Saturday, March 20, 2010

Creating Your Own Soap Making Recipes


Creating your own soap making recipes from scratch can be a lot of fun. When you’re just starting out, using others soap recipes is a good way to learn things like how to be organized, working with lye, what is trace. Then when you start getting creative and making your own recipes… it’s awesome!

If you want to make soap to sell, you really need to understand what it is you’re doing, and if you’re using other people’s recipes then you’re missing that step. To continue your learning process, experimenting and devising your own recipes is the way to go.

Here you will find useful information for anybody wishing to understand how to come up with their own soap making recipes.

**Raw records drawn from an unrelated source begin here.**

//! Selection and filtering
//!
//! The filter is a view: it never reorders or mutates records. The
//! selection is a plain id set; `select_all` replaces it with exactly the
//! ids that are visible at that moment.

use std::collections::HashSet;

use crate::record::{FileRecord, RecordId};

/// Case-insensitive substring match over the searchable fields of a record
///
/// An empty query matches everything.
#[must_use]
pub fn matches(record: &FileRecord, query: &str) -> bool {
    if query.is_empty() {
        return true;
    }
    let needle = query.to_lowercase();
    [
        Some(record.display_name.as_str()),
        Some(record.original_name.as_str()),
        record.mime_type.as_deref(),
        Some(record.relative_path.as_str()),
    ]
    .into_iter()
    .flatten()
    .any(|field| field.to_lowercase().contains(&needle))
}

/// Records visible under `query`, in store order
#[must_use]
pub fn filter<'a>(records: &'a [FileRecord], query: &str) -> Vec<&'a FileRecord> {
    records.iter().filter(|r| matches(r, query)).collect()
}

/// How much of the visible set is selected
#[derive(Debug, Clone, Copy, PartialEq, Eq)]
pub enum SelectionState {
    None,
    Some,
    All,
}

#[derive(Debug, Clone, Default, PartialEq, Eq)]
pub struct Selection {
    ids: HashSet<RecordId>,
}

impl Selection {
    #[must_use]
    pub fn new() -> Self {
        Self::default()
    }

    /// Replace the selection with exactly `visible`
    pub fn select_all(&mut self, visible: impl IntoIterator<Item = RecordId>) {
        self.ids = visible.into_iter().collect();
    }

    pub fn deselect_all(&mut self) {
        self.ids.clear();
    }

    /// Flip membership of `id`; returns whether it is selected afterwards
    pub fn toggle(&mut self, id: RecordId) -> bool {
        if self.ids.remove(&id) {
            false
        } else {
            self.ids.insert(id);
            true
        }
    }

    /// Add ids without dropping existing members
    pub fn extend(&mut self, ids: impl IntoIterator<Item = RecordId>) {
        self.ids.extend(ids);
    }

    #[must_use]
    pub fn contains(&self, id: RecordId) -> bool {
        self.ids.contains(&id)
    }

    #[must_use]
    pub const fn ids(&self) -> &HashSet<RecordId> {
        &self.ids
    }

    #[must_use]
    pub fn len(&self) -> usize {
        self.ids.len()
    }

    #[must_use]
    pub fn is_empty(&self) -> bool {
        self.ids.is_empty()
    }

    /// Tri-state summary over `visible`, as shown by a header checkbox
    #[must_use]
    pub fn state_over<'a>(&self, visible: impl IntoIterator<Item = &'a FileRecord>) -> SelectionState {
        let mut total = 0;
        let mut selected = 0;
        for record in visible {
            total += 1;
            if self.ids.contains(&record.id) {
                selected += 1;
            }
        }
        match (total, selected) {
            (0, _) | (_, 0) => SelectionState::None,
            (t, s) if t == s => SelectionState::All,
            _ => SelectionState::Some,
        }
    }
}

#[cfg(test)]
mod tests {
    use super::*;
    use crate::testing::{record, record_at};

    #[test]
    fn test_empty_query_matches_all() {
        let records = vec![record("a.txt"), record("b.png")];
        assert_eq!(filter(&records, "").len(), 2);
    }

    #[test]
    fn test_matches_each_field_case_insensitively() {
        let mut r = record_at("Photo.JPG", "Holiday/Photo.JPG");
        assert!(matches(&r, "photo"));
        assert!(matches(&r, "HOLIDAY"));
        assert!(matches(&r, "image/jpeg"));

        r.display_name = "renamed.jpg".into();
        assert!(matches(&r, "RENAMED"));
        assert!(matches(&r, "photo"));
        assert!(!matches(&r, "video"));
    }

    #[test]
    fn test_filter_keeps_store_order() {
        let records = vec![record("xa"), record("b"), record("ya"), record("za")];
        let names: Vec<_> = filter(&records, "a")
            .into_iter()
            .map(|r| r.original_name.as_str())
            .collect();
        assert_eq!(names, vec!["xa", "ya", "za"]);
    }

    #[test]
    fn test_select_all_replaces() {
        let records = vec![record("a"), record("b"), record("c")];
        let mut selection = Selection::new();
        selection.select_all(records.iter().map(|r| r.id));
        assert_eq!(selection.len(), 3);

        selection.select_all([records[2].id]);
        assert_eq!(selection.len(), 1);
        assert!(selection.contains(records[2].id));
        assert!(!selection.contains(records[0].id));
    }

    #[test]
    fn test_toggle_and_deselect() {
        let r = record("a");
        let mut selection = Selection::new();
        assert!(selection.toggle(r.id));
        assert!(selection.contains(r.id));
        assert!(!selection.toggle(r.id));
        assert!(selection.is_empty());

        selection.extend([r.id]);
        selection.deselect_all();
        assert!(selection.is_empty());
    }

    #[test]
    fn test_state_over_visible() {
        let records = vec![record("a"), record("b")];
        let mut selection = Selection::new();
        assert_eq!(selection.state_over(&records), SelectionState::None);
        selection.toggle(records[0].id);
        assert_eq!(selection.state_over(&records), SelectionState::Some);
        selection.toggle(records[1].id);
        assert_eq!(selection.state_over(&records), SelectionState::All);
        assert_eq!(selection.state_over(&[]), SelectionState::None);
    }
}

Step-by-Step Instructions To Create Your Own Soap Making Recipes

First of all, you must choose a method: cold process or hot process. Cold process is considered to be easier because it doesn’t have so many steps, but everyone is entitled to their opinion. You can read more about each process on this page.

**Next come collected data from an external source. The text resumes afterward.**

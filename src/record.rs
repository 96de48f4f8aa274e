//! File records
//!
//! A [`FileRecord`] is the in-memory representation of one collected file.
//! Everything about it is fixed at ingestion except `display_name`, which
//! the rename engine rewrites. The bytes behind a record are referenced
//! through a [`Payload`] and only read when an archive is built.

use std::fmt;
use std::io;
use std::path::{Path, PathBuf};
use std::sync::Arc;

use chrono::{DateTime, Utc};
use serde::{Serialize, Serializer};
use uuid::Uuid;

/// Opaque record identifier, unique for the lifetime of a session
#[derive(Debug, Clone, Copy, PartialEq, Eq, Hash, PartialOrd, Ord, Serialize)]
pub struct RecordId(Uuid);

impl RecordId {
    /// Allocate a fresh random identifier
    #[must_use]
    pub fn new() -> Self {
        Self(Uuid::new_v4())
    }
}

impl Default for RecordId {
    fn default() -> Self {
        Self::new()
    }
}

impl fmt::Display for RecordId {
    fn fmt(&self, f: &mut fmt::Formatter<'_>) -> fmt::Result {
        write!(f, "{}", self.0)
    }
}

/// Where the bytes of a record live
#[derive(Debug, Clone, PartialEq, Eq)]
pub enum Payload {
    /// A file on disk, read lazily
    Disk(PathBuf),
    /// A shared in-memory buffer
    Memory(Arc<[u8]>),
}

impl Payload {
    /// Read the full payload
    ///
    /// # Errors
    ///
    /// Returns the underlying I/O error if a disk payload cannot be read.
    pub fn read_bytes(&self) -> io::Result<Vec<u8>> {
        match self {
            Self::Disk(path) => std::fs::read(path),
            Self::Memory(bytes) => Ok(bytes.to_vec()),
        }
    }

    /// Path on disk, if this payload is file-backed
    #[must_use]
    pub fn disk_path(&self) -> Option<&Path> {
        match self {
            Self::Disk(path) => Some(path),
            Self::Memory(_) => None,
        }
    }
}

impl From<Vec<u8>> for Payload {
    fn from(bytes: Vec<u8>) -> Self {
        Self::Memory(bytes.into())
    }
}

impl From<&[u8]> for Payload {
    fn from(bytes: &[u8]) -> Self {
        Self::Memory(bytes.into())
    }
}

impl Serialize for Payload {
    fn serialize<S: Serializer>(&self, serializer: S) -> Result<S::Ok, S::Error> {
        match self {
            Self::Disk(path) => serializer.serialize_str(&path.display().to_string()),
            Self::Memory(bytes) => serializer.serialize_str(&format!("<memory: {} bytes>", bytes.len())),
        }
    }
}

/// One collected file
#[derive(Debug, Clone, Serialize)]
pub struct FileRecord {
    pub id: RecordId,
    pub original_name: String,
    pub display_name: String,
    pub relative_path: String,
    pub mime_type: Option<String>,
    pub size_bytes: u64,
    pub last_modified: Option<DateTime<Utc>>,
    #[serde(rename = "source")]
    pub content: Payload,
}

impl FileRecord {
    /// Create a record whose display name starts out equal to its original name
    #[must_use]
    pub fn new(
        name: impl Into<String>,
        relative_path: impl Into<String>,
        size_bytes: u64,
        last_modified: Option<DateTime<Utc>>,
        content: Payload,
    ) -> Self {
        let original_name = name.into();
        Self {
            id: RecordId::new(),
            mime_type: detect_mime_type(&original_name).map(String::from),
            display_name: original_name.clone(),
            original_name,
            relative_path: relative_path.into(),
            size_bytes,
            last_modified,
            content,
        }
    }

    /// Whether the display name differs from the name the file came in with
    #[must_use]
    pub fn is_renamed(&self) -> bool {
        self.display_name != self.original_name
    }

    /// Directory part of `relative_path`, including the trailing separator
    #[must_use]
    pub fn directory(&self) -> &str {
        self.relative_path
            .rfind('/')
            .map_or("", |idx| &self.relative_path[..=idx])
    }
}

/// Extension based MIME detection, mirroring what a browser reports for a file
#[must_use]
pub fn detect_mime_type(name: &str) -> Option<&'static str> {
    let (_, ext) = name.rsplit_once('.')?;
    match ext.to_lowercase().as_str() {
        "txt" | "log" => Some("text/plain"),
        "md" => Some("text/markdown"),
        "csv" => Some("text/csv"),
        "html" | "htm" => Some("text/html"),
        "css" => Some("text/css"),
        "js" | "mjs" => Some("text/javascript"),
        "rs" => Some("text/x-rust"),
        "json" => Some("application/json"),
        "toml" => Some("application/toml"),
        "yaml" | "yml" => Some("application/yaml"),
        "xml" => Some("application/xml"),
        "pdf" => Some("application/pdf"),
        "zip" => Some("application/zip"),
        "gz" => Some("application/gzip"),
        "png" => Some("image/png"),
        "jpg" | "jpeg" => Some("image/jpeg"),
        "gif" => Some("image/gif"),
        "webp" => Some("image/webp"),
        "svg" => Some("image/svg+xml"),
        "mp3" => Some("audio/mpeg"),
        "wav" => Some("audio/wav"),
        "mp4" => Some("video/mp4"),
        "webm" => Some("video/webm"),
        _ => None,
    }
}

Next, you need to decide what kind of soap are you making. Is it a pretty, decorative soap to give away as a gift? Is it super-fatted? Moisturizing? Are you including colorants, fragrances or additives?

After you have figured out what kind of soap you want, it’s time to understand how it’s all going to come together. Many questions come to mind when developing your own recipe. How do you calculate the size of the batch? How much fragrance per pound of soap?

This all purpose formula explains how the soap making process works in very general terms:

certain amount fat/oil + certain amount lye + water (optional additives) = soap

For super-fat soaps, you can add more oil/fat or reduce lye. If I want a better degreaser for laundry/dishes, you need to add more lye.

However, you can’t just “add a bit more lye” (or oil, for that matter). You need to know exactly how much more lye to add. If you want to change your recipe, you still need to run it through a lye calculator to be sure you make a safe and fun product to use.

If you changed any of the oils from your original recipe, then they require a different amount of lye to saponify. If you got it wrong, you can end up with lye heavy soap (dangerous) or oil heavy (not dangerous; you might like it or you might not like the soap).

Even if you’ve found a recipe from a reputable source, one should still run it through a lye calculator because sometimes people make mistakes.

If you’re making your own recipe from scratch, you need to learn how to use soapcalc. It may be scary at first, but it’s the best to calculate the exact quantities you need to make your soap. They have step-by-step instructions on how to use soapcalc.

Finally, there is more to putting together a formula than just trusting statistics in a soap calculator. I am quite convinced that there is a synergy that occurs among various combinations of different oils and butters, that results in a soap much greater than the sum of its parts.

So don’t be afraid to experiment and remember: “practice makes perfect”!